* _Provided entries_
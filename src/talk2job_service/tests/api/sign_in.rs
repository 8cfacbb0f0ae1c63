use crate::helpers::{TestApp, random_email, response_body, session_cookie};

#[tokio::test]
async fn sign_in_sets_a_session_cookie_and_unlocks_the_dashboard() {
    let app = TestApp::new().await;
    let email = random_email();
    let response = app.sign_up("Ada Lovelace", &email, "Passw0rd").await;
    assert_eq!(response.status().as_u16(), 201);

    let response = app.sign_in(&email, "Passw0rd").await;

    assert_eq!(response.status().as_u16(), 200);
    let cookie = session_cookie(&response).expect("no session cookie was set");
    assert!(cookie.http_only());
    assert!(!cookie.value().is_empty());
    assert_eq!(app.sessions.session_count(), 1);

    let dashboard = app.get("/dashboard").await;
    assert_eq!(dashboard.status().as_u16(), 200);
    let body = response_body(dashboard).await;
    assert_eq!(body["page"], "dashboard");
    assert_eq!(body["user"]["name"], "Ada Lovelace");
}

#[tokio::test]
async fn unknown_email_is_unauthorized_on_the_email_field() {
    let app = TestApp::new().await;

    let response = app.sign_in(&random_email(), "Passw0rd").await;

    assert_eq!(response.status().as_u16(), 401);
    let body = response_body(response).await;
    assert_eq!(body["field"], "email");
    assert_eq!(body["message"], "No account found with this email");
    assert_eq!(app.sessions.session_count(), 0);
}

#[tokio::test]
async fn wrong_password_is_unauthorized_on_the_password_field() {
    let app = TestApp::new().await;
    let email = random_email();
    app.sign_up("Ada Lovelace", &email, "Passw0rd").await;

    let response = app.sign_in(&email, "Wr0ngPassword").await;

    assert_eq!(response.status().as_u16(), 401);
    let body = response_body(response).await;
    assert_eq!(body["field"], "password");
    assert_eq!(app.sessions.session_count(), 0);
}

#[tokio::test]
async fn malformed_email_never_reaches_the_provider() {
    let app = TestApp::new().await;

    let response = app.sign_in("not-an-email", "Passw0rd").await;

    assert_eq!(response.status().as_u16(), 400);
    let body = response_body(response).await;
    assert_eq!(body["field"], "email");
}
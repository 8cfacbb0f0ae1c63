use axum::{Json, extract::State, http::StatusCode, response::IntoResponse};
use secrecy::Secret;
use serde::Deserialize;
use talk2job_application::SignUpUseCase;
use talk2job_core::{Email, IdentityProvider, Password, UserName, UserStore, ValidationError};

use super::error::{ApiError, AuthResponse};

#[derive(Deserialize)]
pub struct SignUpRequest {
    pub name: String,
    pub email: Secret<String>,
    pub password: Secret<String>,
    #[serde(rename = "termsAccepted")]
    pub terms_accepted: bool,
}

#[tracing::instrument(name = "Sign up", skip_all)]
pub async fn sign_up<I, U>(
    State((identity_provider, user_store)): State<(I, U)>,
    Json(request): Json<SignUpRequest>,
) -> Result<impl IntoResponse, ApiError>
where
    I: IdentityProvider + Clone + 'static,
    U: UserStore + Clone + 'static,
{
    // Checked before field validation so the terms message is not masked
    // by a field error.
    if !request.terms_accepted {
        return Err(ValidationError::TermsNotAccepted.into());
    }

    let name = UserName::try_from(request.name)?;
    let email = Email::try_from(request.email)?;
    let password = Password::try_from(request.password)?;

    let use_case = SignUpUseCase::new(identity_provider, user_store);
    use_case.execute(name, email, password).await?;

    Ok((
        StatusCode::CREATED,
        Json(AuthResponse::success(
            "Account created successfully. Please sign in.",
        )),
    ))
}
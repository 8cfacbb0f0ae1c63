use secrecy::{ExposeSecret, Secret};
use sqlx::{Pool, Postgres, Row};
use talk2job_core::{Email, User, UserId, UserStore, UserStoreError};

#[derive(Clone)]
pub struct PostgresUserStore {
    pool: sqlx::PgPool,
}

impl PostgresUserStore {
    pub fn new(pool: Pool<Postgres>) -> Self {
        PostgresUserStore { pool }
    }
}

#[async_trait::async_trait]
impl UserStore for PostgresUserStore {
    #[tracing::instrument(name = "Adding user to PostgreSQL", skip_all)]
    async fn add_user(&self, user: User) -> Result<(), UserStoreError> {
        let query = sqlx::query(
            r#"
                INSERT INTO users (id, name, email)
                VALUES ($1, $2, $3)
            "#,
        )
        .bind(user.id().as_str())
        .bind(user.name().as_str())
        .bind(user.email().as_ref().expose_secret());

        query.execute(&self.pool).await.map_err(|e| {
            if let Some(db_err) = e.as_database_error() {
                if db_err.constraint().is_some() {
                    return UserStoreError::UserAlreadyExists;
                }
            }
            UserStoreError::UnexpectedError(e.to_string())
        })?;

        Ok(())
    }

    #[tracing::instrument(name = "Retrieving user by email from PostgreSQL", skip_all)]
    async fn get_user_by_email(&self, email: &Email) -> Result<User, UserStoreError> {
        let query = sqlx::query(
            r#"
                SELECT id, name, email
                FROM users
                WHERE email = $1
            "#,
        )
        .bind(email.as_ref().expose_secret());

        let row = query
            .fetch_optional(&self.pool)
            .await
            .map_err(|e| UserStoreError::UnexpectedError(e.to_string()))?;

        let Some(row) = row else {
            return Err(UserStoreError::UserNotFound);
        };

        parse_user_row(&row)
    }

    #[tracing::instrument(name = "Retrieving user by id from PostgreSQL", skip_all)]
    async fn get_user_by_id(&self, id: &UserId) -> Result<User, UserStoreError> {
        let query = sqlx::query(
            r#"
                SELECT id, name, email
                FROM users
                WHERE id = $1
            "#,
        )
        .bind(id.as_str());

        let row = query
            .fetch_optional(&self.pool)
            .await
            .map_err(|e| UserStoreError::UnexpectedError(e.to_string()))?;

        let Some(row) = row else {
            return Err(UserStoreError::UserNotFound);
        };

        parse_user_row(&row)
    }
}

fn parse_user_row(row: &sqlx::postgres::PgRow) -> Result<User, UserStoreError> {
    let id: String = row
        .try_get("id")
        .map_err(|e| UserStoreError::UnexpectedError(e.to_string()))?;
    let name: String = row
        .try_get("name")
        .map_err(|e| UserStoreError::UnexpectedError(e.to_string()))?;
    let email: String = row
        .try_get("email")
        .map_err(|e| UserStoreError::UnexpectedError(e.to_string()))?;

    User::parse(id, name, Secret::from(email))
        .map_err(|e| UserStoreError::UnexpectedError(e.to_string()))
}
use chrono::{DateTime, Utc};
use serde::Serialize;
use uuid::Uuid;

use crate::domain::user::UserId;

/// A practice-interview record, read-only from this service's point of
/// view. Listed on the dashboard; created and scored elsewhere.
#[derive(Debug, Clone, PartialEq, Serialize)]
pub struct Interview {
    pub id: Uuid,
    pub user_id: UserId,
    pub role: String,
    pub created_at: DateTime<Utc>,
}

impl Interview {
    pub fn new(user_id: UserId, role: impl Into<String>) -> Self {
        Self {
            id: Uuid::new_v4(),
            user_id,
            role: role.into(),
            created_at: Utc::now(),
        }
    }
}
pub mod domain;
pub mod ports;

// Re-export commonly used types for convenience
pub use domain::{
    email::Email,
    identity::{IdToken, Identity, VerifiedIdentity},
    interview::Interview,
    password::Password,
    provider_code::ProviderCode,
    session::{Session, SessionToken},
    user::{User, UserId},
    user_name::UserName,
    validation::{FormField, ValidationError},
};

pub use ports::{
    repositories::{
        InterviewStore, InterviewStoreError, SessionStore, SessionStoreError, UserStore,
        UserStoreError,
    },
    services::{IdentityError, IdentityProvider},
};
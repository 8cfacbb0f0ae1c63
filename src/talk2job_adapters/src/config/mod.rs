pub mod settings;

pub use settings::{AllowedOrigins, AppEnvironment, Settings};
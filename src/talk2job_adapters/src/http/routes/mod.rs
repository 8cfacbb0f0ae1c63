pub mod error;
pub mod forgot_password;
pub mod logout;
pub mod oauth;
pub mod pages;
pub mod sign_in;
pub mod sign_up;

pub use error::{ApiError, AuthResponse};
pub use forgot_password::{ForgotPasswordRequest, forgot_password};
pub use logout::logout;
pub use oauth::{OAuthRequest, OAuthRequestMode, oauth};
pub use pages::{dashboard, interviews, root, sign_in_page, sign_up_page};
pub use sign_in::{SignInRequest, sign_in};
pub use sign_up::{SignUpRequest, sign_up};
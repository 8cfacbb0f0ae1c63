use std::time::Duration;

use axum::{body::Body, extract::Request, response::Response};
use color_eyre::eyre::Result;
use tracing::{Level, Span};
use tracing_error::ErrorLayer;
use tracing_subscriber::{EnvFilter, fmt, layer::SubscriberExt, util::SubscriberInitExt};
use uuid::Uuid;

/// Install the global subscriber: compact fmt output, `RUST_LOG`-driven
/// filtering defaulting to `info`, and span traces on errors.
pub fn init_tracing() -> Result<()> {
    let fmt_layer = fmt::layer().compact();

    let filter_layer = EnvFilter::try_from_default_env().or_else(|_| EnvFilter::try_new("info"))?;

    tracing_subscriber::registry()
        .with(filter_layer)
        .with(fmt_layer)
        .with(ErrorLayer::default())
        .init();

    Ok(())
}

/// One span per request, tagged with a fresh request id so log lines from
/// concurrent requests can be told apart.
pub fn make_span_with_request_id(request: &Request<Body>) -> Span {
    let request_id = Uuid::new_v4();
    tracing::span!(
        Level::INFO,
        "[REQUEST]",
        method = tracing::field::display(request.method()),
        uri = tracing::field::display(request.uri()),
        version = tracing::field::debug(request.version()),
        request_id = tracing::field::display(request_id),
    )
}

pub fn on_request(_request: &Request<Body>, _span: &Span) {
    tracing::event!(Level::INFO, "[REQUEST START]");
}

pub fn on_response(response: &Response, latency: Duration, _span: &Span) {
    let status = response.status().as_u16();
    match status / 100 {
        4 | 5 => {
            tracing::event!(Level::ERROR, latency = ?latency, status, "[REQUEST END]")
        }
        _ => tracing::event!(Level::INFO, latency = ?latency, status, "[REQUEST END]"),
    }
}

* _What you should do_
Return the lines of the listing above exactly as they appear, starting with the first and stopping after the line that holds "async fn unknown_email_is_unauthorized_on_the_email_field()".

* _Response_
filename src/talk2job_service/tests/api/sign_in.rs
repository 8cfacbb0f0ae1c63
use crate::helpers::{TestApp, random_email, response_body, session_cookie};

#[tokio::test]
async fn sign_in_sets_a_session_cookie_and_unlocks_the_dashboard() {
    let app = TestApp::new().await;
    let email = random_email();
    let response = app.sign_up("Ada Lovelace", &email, "Passw0rd").await;
    assert_eq!(response.status().as_u16(), 201);

    let response = app.sign_in(&email, "Passw0rd").await;

    assert_eq!(response.status().as_u16(), 200);
    let cookie = session_cookie(&response).expect("no session cookie was set");
    assert!(cookie.http_only());
    assert!(!cookie.value().is_empty());
    assert_eq!(app.sessions.session_count(), 1);

    let dashboard = app.get("/dashboard").await;
    assert_eq!(dashboard.status().as_u16(), 200);
    let body = response_body(dashboard).await;
    assert_eq!(body["page"], "dashboard");
    assert_eq!(body["user"]["name"], "Ada Lovelace");
}

#[tokio::test]
async fn unknown_email_is_unauthorized_on_the_email_field() {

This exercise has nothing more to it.